Ryan rolls his eyes but finds a marathon of an old-looking quiz show where there is a giant clock behind the contestants. They have to make words out of random letters.

“Ooooh,” Ryan says, and settles down, pressed up against Brendon.

He’s obnoxiously good at the words round, and Brendon does ok, but they both fall down on the math questions.

“How the hell did he get to that answer?” Brendon asks, for the third time.

“I don’t know,” Ryan’s frowning at the screen.

“We need Spence for the math,” Brendon says as the woman scribbles out the arithmetic.

Ryan studies him, eyes narrowed, curious.

“Why isn’t he here?” he asks. “You haven’t even called him, have you?”

“We’re not joined at the hip,” Brendon says. “We do stuff apart.”

“Not for a while,” Ryan says.

“I’m fine,” Brendon said “I just needed some space.”

“But you’re here with me,” Ryan points out.

“I can kick you out if it’ll make you feel better.” Brendon says.

Ryan shoves against him.

“Shut up,” he said “Oh look, he’s just missed he can make phantasm.”

Brendon makes Ryan pay for the pizza they order, and they put their socked feet on the coffee table, toes nudging against each other. Ryan steers clear of the pizza, to be on the safe side, but It’s warm and comfortable. They could be 18 again, except there was always Spencer then too, softer and just right next to him.

Brendon squashes that thought, but it brings up another, the fact that Ryan fits here now. Or maybe fits again. It’s not something he wants to examine too closely because if Spencer-

He shifts against Ryan’s shoulder.

“Dude,” he says, “you realise you smell of vomit and sugar, right?”

“I’ll shower in the commercial break, I need to see if she wins,” Ryan says, staring at the TV as the woman makes ingenious with her letters and Dictionary Corner nods approvingly.

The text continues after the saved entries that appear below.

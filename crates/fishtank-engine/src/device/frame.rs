/// One acquired surface frame.
///
/// Short-lived: holding the surface texture blocks acquisition of the next one.
pub struct GpuFrame {
    pub surface_texture: wgpu::SurfaceTexture,
    pub view: wgpu::TextureView,
    pub encoder: wgpu::CommandEncoder,
}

“Or you could go back to your hotel and do it there?” Brendon says, but he doesn’t protest much when Ryan heaves himself off the couch, scattering popsicle wrappers in his wake, and fills the bathroom with steam and wet towels.

He eventually leaves at midnight; Brendon is half-worried that he’ll get on the wrong tube and end up in like, France, but he gets an email at 1am that says,

“Can’t get the theme tune out of my head. Sounds like something you’d use.”

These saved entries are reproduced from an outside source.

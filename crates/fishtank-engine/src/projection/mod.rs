//! Off-axis projection for a physical window.
//!
//! Given the viewer's eye pose and the window's world geometry, the projector
//! replaces the host camera pose and builds an asymmetric perspective matrix so
//! that the rendered image lines up with the physical window.
//!
//! Host conventions (`glam`, column vectors):
//! - view space is left-handed: +x right, +y up, +z forward
//! - depth is reversed Z with an infinite far plane

mod error;
mod frustum;
mod hooks;
mod projector;
mod registry;

pub use error::ProjectionError;
pub use frustum::{aspect_ratio, near_plane, FrustumEdges, TopEdge, MIN_WINDOW_DEPTH};
pub use hooks::{ViewExtension, ViewPoint};
pub use projector::{WindowFrustumProjector, WindowPlane};
pub use registry::{ContextId, ProjectorRegistry, SharedProjector};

Brendon’s had the same loop of electric chimes running round his own head. He thinks Ryan has a point. He also thinks it’s another one of Ryan’s little olive branches.

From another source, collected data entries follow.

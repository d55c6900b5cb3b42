mod app;
mod camera;
mod cli;
mod scene;

use anyhow::Context;
use clap::Parser;

use fishtank_engine::device::GpuInit;
use fishtank_engine::logging::{init_logging, LoggingConfig};
use fishtank_engine::projection::{ContextId, ProjectorRegistry};
use fishtank_engine::session::VirtualWindowSession;
use fishtank_engine::window::{Runtime, RuntimeConfig};

use crate::app::ViewerApp;
use crate::cli::Cli;

fn main() -> anyhow::Result<()> {
    let cli = Cli::parse();

    let mut logging = LoggingConfig::default();
    if let Some(filter) = &cli.log {
        logging = logging.filter(filter.clone());
    }
    init_logging(logging);

    let registry = ProjectorRegistry::new();
    let session = VirtualWindowSession::start(cli.session_config(), &registry, ContextId(0))
        .context("failed to start virtual window session")?;

    if session.aggregator().is_empty() {
        log::warn!("no trackers configured; pass --device <id> or --mouse");
    }

    let app = ViewerApp::new(session, cli.mouse)?;
    Runtime::run(
        RuntimeConfig::default().title("fishtank").size(1280.0, 720.0),
        GpuInit::default(),
        app,
    )
}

There’s piano music floating out of the door when Brendon gets back from a run for juice and cookies the next day. Ryan had turned up at 10am, sat on the couch, and found a Come Dine With Me marathon, and there was no way Brendon was passing that up. That shit was hilarious.

He thinks one of the contestants must be doing a dinner party with music or something, but as he gets closer he realises it’s not a recording. Which must mean-

Ryan’s hands still on the keys as the door clicks shut behind Brendon.

“I didn’t know you played,” Brendon says, and he comes forward into the room. It’s an odd juxtaposition, Ryan at a piano. Extravagant purchases aside, he’d never shown any real interest.

“I learned,” Ryan shrugs one shoulder, doesn’t start playing again. “I’m still learning.”

He’s sitting half-turned away, tension in his shoulders.

“Play me something,” Brendon asks, lightly. “Come on Ross.”

He sits in the funny hard-stuffed armchair and waits. Ryan looks over him, but eventually lays his hands to the keys, plays a few simple chords, and then starts to sing.

And the thing is he KNOWS Ryan can sing. He’s just not used to it any more.

It takes till the refrain to recognise Ryan’s singing Joni Mitchell.

It fits, the gentle ripple of the piano, Ryan’s halting voice, the wry twist to his mouth when he gets to

Tears and fears and feeling proud to say "I love you" right out loud,
Dreams and schemes and circus crowds, I've looked at life that way.

But now old friends are acting strange, they shake their heads, they say I've changed.
Something's lost but something's gained in living every day.

Something tugs inside Brendon. Maybe it’s the tired-sounding hope in Ryan’s voice. Maybe it’s the words, the pointed way he sings them. Maybe it’s Ryan’s long, long fingers on the keys, not as deft as his own, but trying. He doesn’t know the song well, but he joins in on the last refrain, and hearing their voices together again makes something click back into place he didn’t even know he missed any more. It makes him want to try, too.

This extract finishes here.